I had a test today.  I only had a few hours of sleep last night; I was really worried about what had happened at the shelter.  I have another test on Wednesday.

It's the same supervisor who did nothing in 2014, when a guest who had probably just gotten out of jail for 2009 armed bank robbery harassed and stalked me around the shelter.  I didn't know she was a felon until she had harassed and stalked me for so many weeks that I went to the police station to tell the police, in case she tried to hit me.  While I was walking to the police station, I Googled "(her) Boston arrest."  That was when I found out that she was a felon.  It didn't surprise me; as soon as I met her, she targeted me for bullying and was more vicious and aggressive than any female guest of any shelter had ever been.  After I talked to the police, I tried to tell the supervisor, privately, that I'd found out the guest who'd been stalking me and harassing me had a violent felony conviction.  The supervisor screamed at me and threw me out of her office.  A few months later, the supervisor gave that guest, about whom I had futilely asked for help to stop the harassment and stalking for months, the locker above my locker, ensuring that I couldn't avoid interacting with her.  That was why I fled the Pine Street Inn for mental hospitals in the late fall and early winter of 2014; I didn't spend another night at the Pine Street Inn until I left the Quincy Mental Health Center in 2015.  The guest had left by then.

Unfortunately, 2015 was the year that there was a new, male employee at the Pine Street Inn who immediately began to stalk and harass me around the shelter.  There was one day when I couldn't leave the shelter because it was during the lottery; he and another male employee stalked and harassed me until they had forced me into this alcove:



That's the gate that is raised when guests are served breakfast and dinner; "served" is not really accurate.  It's like a school cafeteria line, without options other than to take what they give you or not.

That day, those two male employees followed me everywhere in the shelter and harassed me.  I would send an email from my phone, asking for help from someone else who worked at the shelter, hoping that she'd read it.  Then I'd move to another part of the shelter, and they would stalk and harass me there.  By the time that the employee checked her email, I had written her several messages, and I was in that alcove; there was nowhere else, and they were stalking  and harassing me there, also.

That female employee told them to leave me alone; one of the men was a temporary employee who only worked there a few more times.  The other one stalked and harassed me for 8 months, while a few employees tried to help me and were intimidated by the supervisors and staff who were either in denial about what was happening, harassing me themselves, or enjoying watching it happen.

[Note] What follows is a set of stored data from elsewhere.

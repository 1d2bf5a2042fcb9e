use crate::functions::{
    Associativity, PRECEDENCE_ADDITIVE, PRECEDENCE_MULTIPLICATIVE, PRECEDENCE_POWER,
};

#[derive(Debug, Copy, Clone, PartialEq, Eq, Hash)]
pub enum BinaryOperator {
    Add,
    Subtract,
    Multiply,
    Divide,
    Modulo,
    Power,
}

impl BinaryOperator {
    pub const ALL: [BinaryOperator; 6] = [
        BinaryOperator::Add,
        BinaryOperator::Subtract,
        BinaryOperator::Multiply,
        BinaryOperator::Divide,
        BinaryOperator::Modulo,
        BinaryOperator::Power,
    ];

    pub fn symbol(&self) -> &'static str {
        match self {
            BinaryOperator::Add => "+",
            BinaryOperator::Subtract => "-",
            BinaryOperator::Multiply => "*",
            BinaryOperator::Divide => "/",
            BinaryOperator::Modulo => "%",
            BinaryOperator::Power => "^",
        }
    }

    pub fn precedence(&self) -> u8 {
        match self {
            BinaryOperator::Add | BinaryOperator::Subtract => PRECEDENCE_ADDITIVE,
            BinaryOperator::Multiply | BinaryOperator::Divide | BinaryOperator::Modulo => {
                PRECEDENCE_MULTIPLICATIVE
            }
            BinaryOperator::Power => PRECEDENCE_POWER,
        }
    }

    pub fn associativity(&self) -> Associativity {
        match self {
            BinaryOperator::Power => Associativity::Right,
            _ => Associativity::Left,
        }
    }

    /// IEEE semantics throughout: dividing by zero gives an infinity or NaN.
    pub fn apply(&self, left: f64, right: f64) -> f64 {
        match self {
            BinaryOperator::Add => left + right,
            BinaryOperator::Subtract => left - right,
            BinaryOperator::Multiply => left * right,
            BinaryOperator::Divide => left / right,
            BinaryOperator::Modulo => left % right,
            BinaryOperator::Power => left.powf(right),
        }
    }
}
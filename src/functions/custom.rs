use crate::error::DefinitionError;
use crate::functions::EntryKind;
use log::debug;
use regex::{Captures, Regex};
use std::sync::LazyLock;

static PLACEHOLDER: LazyLock<Regex> =
    LazyLock::new(|| Regex::new(r"\{([0-9]+)\}").expect("placeholder pattern is valid"));

/// A user-defined function or constant backed by an expression template.
///
/// The template refers to its arguments as `{0}`, `{1}`, ... and is only checked for
/// syntax when it is first evaluated.
#[derive(Debug, Clone, PartialEq)]
pub struct CustomFunction {
    body: String,
    arity: usize,
    kind: EntryKind,
}

impl CustomFunction {
    /// Compiles a function template. The arity is one more than the highest placeholder index.
    pub fn compile(body: &str) -> Result<Self, DefinitionError> {
        let arity = count_parameters(body)?;
        debug!("Compiled custom function '{}' with arity {}", body, arity);
        Ok(Self {
            body: body.to_string(),
            arity,
            kind: EntryKind::Function,
        })
    }

    pub fn compile_constant(name: &str, body: &str) -> Result<Self, DefinitionError> {
        if count_parameters(body)? > 0 {
            return Err(DefinitionError::ConstantWithParameters(name.to_string()));
        }
        Ok(Self {
            body: body.to_string(),
            arity: 0,
            kind: EntryKind::Constant,
        })
    }

    pub fn arity(&self) -> usize {
        self.arity
    }

    pub fn kind(&self) -> EntryKind {
        self.kind
    }

    /// Substitutes `args` into the template in a single pass.
    pub fn expand(&self, args: &[f64]) -> String {
        PLACEHOLDER
            .replace_all(&self.body, |caps: &Captures| {
                caps[1]
                    .parse::<usize>()
                    .ok()
                    .and_then(|index| args.get(index))
                    .map(|value| format_argument(*value))
                    .unwrap_or_else(|| caps[0].to_string())
            })
            .into_owned()
    }
}

fn count_parameters(body: &str) -> Result<usize, DefinitionError> {
    let mut arity = 0;
    for caps in PLACEHOLDER.captures_iter(body) {
        let index: usize = caps[1]
            .parse()
            .map_err(|_| DefinitionError::MalformedPlaceholder(body.to_string()))?;
        let needed = index
            .checked_add(1)
            .ok_or_else(|| DefinitionError::MalformedPlaceholder(body.to_string()))?;
        arity = arity.max(needed);
    }
    Ok(arity)
}

/// Renders an argument so that tokenizing the text gives back the same value.
fn format_argument(value: f64) -> String {
    if value.is_nan() {
        "(0/0)".to_string()
    } else if value.is_infinite() {
        if value > 0.0 {
            "(1/0)".to_string()
        } else {
            "(-1/0)".to_string()
        }
    } else if value.is_sign_negative() {
        format!("({})", value)
    } else {
        format!("{}", value)
    }
}
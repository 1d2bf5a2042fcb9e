mod evaluator;

pub use evaluator::{Evaluator, DEFAULT_MAX_RECURSION_DEPTH, MAX_RECURSION_DEPTH_CEILING};

use crate::error::EvalError;
use crate::functions::Function;
use crate::registry::FunctionRegistry;
use crate::tokenizer::parse_number;

/// A classified token.
#[derive(Debug, Clone, PartialEq)]
pub enum Token {
    Number(f64),
    Function { name: String, function: Function },
    OpenBracket,
    ClosedBracket,
    Comma,
}

impl Token {
    /// Brackets and commas first, then numbers, then anything the registry knows.
    pub fn classify(raw: &str, registry: &FunctionRegistry) -> Result<Self, EvalError> {
        match raw {
            "(" => Ok(Token::OpenBracket),
            ")" => Ok(Token::ClosedBracket),
            "," => Ok(Token::Comma),
            _ => match parse_number(raw) {
                Some(value) => Ok(Token::Number(value)),
                None => Ok(Token::Function {
                    name: raw.to_string(),
                    function: registry.get(raw)?,
                }),
            },
        }
    }
}

/// Operand stack of a single evaluation.
#[derive(Debug, Clone, Default)]
pub struct ValueStack {
    values: Vec<f64>,
}

impl ValueStack {
    pub fn push(&mut self, value: f64) {
        self.values.push(value);
    }

    /// Pops one operand on behalf of the function called `name`.
    pub fn pop(&mut self, name: &str) -> Result<f64, EvalError> {
        self.values
            .pop()
            .ok_or_else(|| EvalError::NotEnoughParameters(name.to_string()))
    }

    /// Pops `count` operands, returned leftmost first.
    pub fn pop_args(&mut self, name: &str, count: usize) -> Result<Vec<f64>, EvalError> {
        if self.values.len() < count {
            return Err(EvalError::NotEnoughParameters(name.to_string()));
        }
        Ok(self.values.split_off(self.values.len() - count))
    }

    pub fn as_slice(&self) -> &[f64] {
        &self.values
    }
}

#[cfg(test)]
mod tests {
    use super::*;
    use crate::functions::{BinaryOperator, MathFunction};

    #[test]
    fn test_classify() {
        let registry = FunctionRegistry::new();
        assert_eq!(Token::classify("(", &registry), Ok(Token::OpenBracket));
        assert_eq!(Token::classify(")", &registry), Ok(Token::ClosedBracket));
        assert_eq!(Token::classify(",", &registry), Ok(Token::Comma));
        assert_eq!(Token::classify("-3.5", &registry), Ok(Token::Number(-3.5)));
        assert_eq!(
            Token::classify("*", &registry),
            Ok(Token::Function {
                name: "*".to_string(),
                function: Function::Operator(BinaryOperator::Multiply),
            })
        );
        assert_eq!(
            Token::classify("sqrt", &registry),
            Ok(Token::Function {
                name: "sqrt".to_string(),
                function: Function::Math(MathFunction::Sqrt),
            })
        );
    }

    #[test]
    fn test_classify_malformed_number_is_a_name() {
        let registry = FunctionRegistry::new();
        assert_eq!(
            Token::classify("1.2.3", &registry),
            Err(EvalError::FunctionNotDefined("1.2.3".to_string()))
        );
        assert_eq!(
            Token::classify("inf", &registry),
            Err(EvalError::FunctionNotDefined("inf".to_string()))
        );
    }

    #[test]
    fn test_pop_args_order() {
        let mut values = ValueStack::default();
        for value in [1.0, 2.0, 3.0] {
            values.push(value);
        }
        assert_eq!(values.pop_args("f", 2), Ok(vec![2.0, 3.0]));
        assert_eq!(values.as_slice(), &[1.0]);
        assert_eq!(values.pop_args("f", 0), Ok(vec![]));
    }

    #[test]
    fn test_pop_from_empty() {
        let mut values = ValueStack::default();
        assert!(values.as_slice().is_empty());
        assert_eq!(
            values.pop("neg"),
            Err(EvalError::NotEnoughParameters("neg".to_string()))
        );
        values.push(1.0);
        assert_eq!(
            values.pop_args("atan2", 2),
            Err(EvalError::NotEnoughParameters("atan2".to_string()))
        );
        assert_eq!(values.as_slice(), &[1.0]);
    }
}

He was so encouraged by the inability of people who wanted to help and the punitive attitude toward me of those who didn't want to help that he harassed other female guests of the shelter.  I would try to be at the shelter at a certain time so that I could have a chair in the middle of the chairs for guests in the lobby; the chairs are taken quickly when the shelter opens in the afternoon.  I wanted to be where he couldn't walk near me or sit near me.  I finally realized that all I could do was to verbally confront him when he stalked me, so that he would know that I wouldn't submit if he physically attacked me.  I was screamed at for verbally confronting him; however, other women whom he had stalked and harassed began to approach me to ask me what he was doing to me; when I told them, they said he'd done the same things to them and that they thought they were his only targets.

They filed reports, and he was finally fired.  He was fired the day after the last time that I verbally confronted him, to which he had responded by threatening to call security and have me thrown out of the building.  He wasn't fired by the supervisor who enabled his behavior; I think she would have enabled him for years.

I had already written about all of the above before I moved to the apartment that I had from March 2016 to May 2017; I wrote about all of those things during the years that they happened.  When I say that homelessness is life-threatening and that the conglomerate is bullying me to death, I'm not being dramatic; it's the truth.  The conglomerate DOESN'T CARE.

I was shocked last night, when that same supervisor screamed at me for telling her that a male security guard was harassing me.  One of the things she said was "You're not going to put us through this again," as if I were the perpetrator when I was being abused in 2014 and 2015.